Reply Tue 28 Feb, 2006 08:53 am
Pillar to press: Don't get fooled again
ASK THIS
By Paul Pillar
February 27, 2006

Paul R. Pillar, the former CIA official who coordinated U.S. intelligence on the Middle East until last year, writes that the press was insufficiently questioning both in the run-up to war and in its coverage of the 9/11 Commission. He proposes questions reporters should ask -- retrospectively and prospectively -- about the use and abuse of intelligence by policymakers.

Q. Why was more not done before 9/11 to counter the terrorist threat from Al Qaeda in response to the intelligence community's highlighting of that threat -- as reflected in DCI George Tenet's public statements?

Q. How exactly is the reorganization of the intelligence community under the legislation of December 2004 supposed to correct what the 9/11 Commission stated were problems in counterterrorism? What effect, if any, does the reorganization have on the problem of insufficient or improper use of intelligence by the policymaker?
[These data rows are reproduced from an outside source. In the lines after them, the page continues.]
use crate::error::{AppError, AppResult};
use crate::storage::LocalStorage;
use crate::storage::file::{
    set_secure_dir_permissions, set_secure_file_permissions, write_file_atomically,
};
use age::decrypt;
use age::encrypt;
use age::scrypt::Identity as ScryptIdentity;
use age::scrypt::Recipient as ScryptRecipient;
use age::secrecy::ExposeSecret;
use age::secrecy::SecretString;
use base64::Engine as _;
use base64::engine::general_purpose::STANDARD as BASE64_STANDARD;
use keyring::Entry;
use serde::{Deserialize, Serialize};
use sha2::{Digest, Sha256};
use std::collections::BTreeMap;
use std::fs;
use std::path::PathBuf;
use std::sync::atomic::{Ordering, compiler_fence};
use std::sync::{Mutex, PoisonError};

const KEYRING_SERVICE: &str = "apiblock-cli";
const SECRETS_DIR: &str = "secrets";
const SECRETS_FILE: &str = "session.age";
const SECRETS_VERSION: u8 = 1;

#[derive(Debug, Clone)]
pub struct SecretStoreInfo {
    pub service: String,
    pub account: String,
    pub file_path: PathBuf,
}

/// Key/value store encrypted with age; the passphrase lives in the OS keyring.
#[derive(Debug)]
pub struct SecretStorage {
    config_dir: PathBuf,
    cache: Mutex<Option<BTreeMap<String, String>>>,
}

/// Plaintext layout of `secrets/session.age`: every session slice keyed by its storage key.
#[derive(Debug, Clone, Serialize, Deserialize)]
struct SessionSnapshot {
    version: u8,
    items: BTreeMap<String, String>,
}

impl SecretStorage {
    pub fn new(config_dir: PathBuf) -> Self {
        Self {
            config_dir,
            cache: Mutex::new(None),
        }
    }

    pub fn info(&self) -> SecretStoreInfo {
        SecretStoreInfo {
            service: KEYRING_SERVICE.to_string(),
            account: self.keyring_account(),
            file_path: self.secrets_path(),
        }
    }

    /// Decrypts every stored session slice. No file yet means an empty session.
    fn read_snapshot(&self) -> AppResult<BTreeMap<String, String>> {
        let path = self.secrets_path();
        if !path.exists() {
            return Ok(BTreeMap::new());
        }

        let sealed = fs::read(&path).map_err(|err| {
            AppError::storage(format!("Cannot read session store {}: {err}", path.display()))
        })?;
        let plaintext = open_sealed(&sealed, &self.passphrase()?)?;
        let snapshot: SessionSnapshot = serde_json::from_slice(&plaintext).map_err(|err| {
            AppError::storage(format!("Session store {} is corrupt: {err}", path.display()))
        })?;

        if snapshot.version > SECRETS_VERSION {
            return Err(AppError::storage(format!(
                "Session store {} uses format {}; this build reads up to {SECRETS_VERSION}.",
                path.display(),
                snapshot.version
            )));
        }
        Ok(snapshot.items)
    }

    /// Re-encrypts the whole slice map; called after every changed key.
    fn write_snapshot(&self, items: &BTreeMap<String, String>) -> AppResult<()> {
        self.ensure_secrets_dir()?;

        let snapshot = SessionSnapshot {
            version: SECRETS_VERSION,
            items: items.clone(),
        };
        let plaintext = serde_json::to_vec(&snapshot).map_err(|err| {
            AppError::storage(format!("Cannot encode session slices: {err}"))
        })?;
        let sealed = seal(&plaintext, &self.passphrase()?)?;

        let path = self.secrets_path();
        write_file_atomically(&path, &sealed)?;
        set_secure_file_permissions(&path)
    }

    /// Runs `action` on the cached slice map, decrypting it on first access.
    fn with_items<T, F>(&self, action: F) -> AppResult<T>
    where
        F: FnOnce(&mut BTreeMap<String, String>) -> AppResult<T>,
    {
        let mut cache = self.cache.lock().unwrap_or_else(PoisonError::into_inner);
        if cache.is_none() {
            *cache = Some(self.read_snapshot()?);
        }
        match cache.as_mut() {
            Some(items) => action(items),
            None => Err(AppError::storage("Secret cache was not initialised.")),
        }
    }

    /// Passphrase of the session store, created and saved to the keyring on first use.
    fn passphrase(&self) -> AppResult<SecretString> {
        let account = self.keyring_account();
        let keyring_error = |action: &str, err: keyring::Error| {
            AppError::storage(format!(
                "Cannot {action} session passphrase in keyring `{KEYRING_SERVICE}` ({account}): {err}"
            ))
        };
        let entry = Entry::new(KEYRING_SERVICE, &account)
            .map_err(|err| keyring_error("open", err))?;

        match entry.get_password() {
            Ok(stored) => Ok(SecretString::from(stored)),
            Err(keyring::Error::NoEntry) => {
                let fresh = random_passphrase();
                log::debug!("created session passphrase for keyring account {account}");
                entry
                    .set_password(fresh.expose_secret())
                    .map_err(|err| keyring_error("store", err))?;
                Ok(fresh)
            }
            Err(err) => Err(keyring_error("read", err)),
        }
    }

    fn ensure_secrets_dir(&self) -> AppResult<()> {
        let dir = self.secrets_dir();
        fs::create_dir_all(&dir).map_err(|err| {
            AppError::storage(format!(
                "Failed to create secret directory {}: {err}",
                dir.display()
            ))
        })?;
        set_secure_dir_permissions(&dir)
    }

    fn secrets_dir(&self) -> PathBuf {
        self.config_dir.join(SECRETS_DIR)
    }

    fn secrets_path(&self) -> PathBuf {
        self.secrets_dir().join(SECRETS_FILE)
    }

    /// One keyring account per config directory, so separate `--config` roots
    /// keep separate session passphrases.
    fn keyring_account(&self) -> String {
        let canonical = self
            .config_dir
            .canonicalize()
            .unwrap_or_else(|_| self.config_dir.clone())
            .to_string_lossy()
            .into_owned();

        let mut hasher = Sha256::new();
        hasher.update(canonical.as_bytes());
        let digest = hasher.finalize();
        let hex = format!("{digest:x}");
        let short = hex.get(..16).unwrap_or(hex.as_str());
        format!("session|{short}")
    }
}

impl LocalStorage for SecretStorage {
    fn get_item(&self, key: &str) -> AppResult<Option<String>> {
        self.with_items(|items| Ok(items.get(key).cloned()))
    }

    fn set_item(&self, key: &str, value: &str) -> AppResult<()> {
        self.with_items(|items| {
            if items.get(key).map(String::as_str) == Some(value) {
                return Ok(());
            }
            items.insert(key.to_string(), value.to_string());
            self.write_snapshot(items)
        })
    }

    fn remove_item(&self, key: &str) -> AppResult<()> {
        self.with_items(|items| {
            if items.remove(key).is_none() {
                return Ok(());
            }
            self.write_snapshot(items)
        })
    }
}

fn seal(plaintext: &[u8], passphrase: &SecretString) -> AppResult<Vec<u8>> {
    encrypt(&ScryptRecipient::new(passphrase.clone()), plaintext)
        .map_err(|err| AppError::storage(format!("Cannot encrypt session store: {err}")))
}

fn open_sealed(sealed: &[u8], passphrase: &SecretString) -> AppResult<Vec<u8>> {
    decrypt(&ScryptIdentity::new(passphrase.clone()), sealed).map_err(|err| {
        AppError::storage(format!(
            "Cannot decrypt session store (keyring passphrase changed?): {err}"
        ))
    })
}

/// 32 random bytes, base64 encoded; the raw bytes are zeroed afterwards.
fn random_passphrase() -> SecretString {
    let mut seed: [u8; 32] = rand::random();
    let encoded = BASE64_STANDARD.encode(seed);
    wipe_bytes(&mut seed);
    SecretString::from(encoded)
}

fn wipe_bytes(bytes: &mut [u8]) {
    for byte in bytes {
        // SAFETY: byte is a valid mutable reference into bytes.
        unsafe { std::ptr::write_volatile(byte, 0) };
    }
    compiler_fence(Ordering::SeqCst);
}

#[cfg(test)]
mod tests {
    use super::*;

    #[test]
    fn sealed_snapshot_opens_only_with_its_passphrase() {
        let passphrase = random_passphrase();
        let sealed = seal(b"{\"version\":1,\"items\":{}}", &passphrase).unwrap();

        let opened = open_sealed(&sealed, &passphrase).unwrap();
        assert_eq!(opened, b"{\"version\":1,\"items\":{}}");

        let err = open_sealed(&sealed, &random_passphrase()).unwrap_err();
        assert!(err.message.starts_with("Cannot decrypt session store"));
    }

    #[test]
    fn keyring_account_is_stable_per_config_dir() {
        let dir = tempfile::tempdir().unwrap();
        let first = SecretStorage::new(dir.path().to_path_buf());
        let second = SecretStorage::new(dir.path().to_path_buf());
        let other = SecretStorage::new(dir.path().join("nested"));

        assert_eq!(first.keyring_account(), second.keyring_account());
        assert_ne!(first.keyring_account(), other.keyring_account());
        assert!(first.keyring_account().starts_with("session|"));
    }
}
Q. When was the decision to go to war in Iraq made, what beliefs and analysis led to that decision (as distinct from arguments used to muster support for the decision), and where did those beliefs and analysis come from?

Q. On any future matter major national security decision:

What beliefs and analysis underlie the decision?

Where do those beliefs and analysis come from?

How do those beliefs and analysis compare with public arguments used to justify the decision?

What questions about the issue have policymakers posed to the intelligence community?

Q. When an intelligence assessment becomes a matter of public knowledge: Who asked for the assessment, why was it requested, and what determined how the questions were framed?

Q. When intelligence officials speak or testify, to what extent are their statements constrained by policy preferences?

Much effort and expense have been devoted to inquiries that one might hope would shed light on deficiencies in the intelligence-policy relationship. But they have failed to do so, because of the agendas or political constraints that have afflicted the inquiring bodies themselves.

The 9/11 Commission established as its goal the generation of enough public support to enact a reorganization of the intelligence community. Pursuit of that goal led it to produce a selective and misleading account of strategic intelligence on terrorism, obscuring the actual reasons US counterterrorist policy took the course it did prior to 9/11. The press was remarkably acquiescent in this; as Judge Richard Posner noted in his critique of the commission's work, a combination of political circumstances paralyzed criticism of the commission and led its report to be accepted unquestioningly as "holy writ." The politics of the Congressional intelligence committees have led them to delay repeatedly any public appraisal of how the administration used intelligence on Iraq (in the case of the Senate committee) or not even to attempt to address the subject (in the case of its House counterpart). The commission investigating intelligence on Iraqi weapons of mass destruction produced an otherwise useful report, but its White House provenance constrained it from exploring all the ways in which policy preferences affected the intelligence.

Vigorous and illuminating treatment by the press of similar situations in the future will require it to dig below the public rhetoric and explore the actual bases for policy decisions, which may or may not match the rhetoric and may or may not come from intelligence. It also will require going beyond the issue of "flagrant fouls" in the intelligence-policy relationship and considering the more numerous and more subtle ways in which intelligence can be politicized, both publicly and privately.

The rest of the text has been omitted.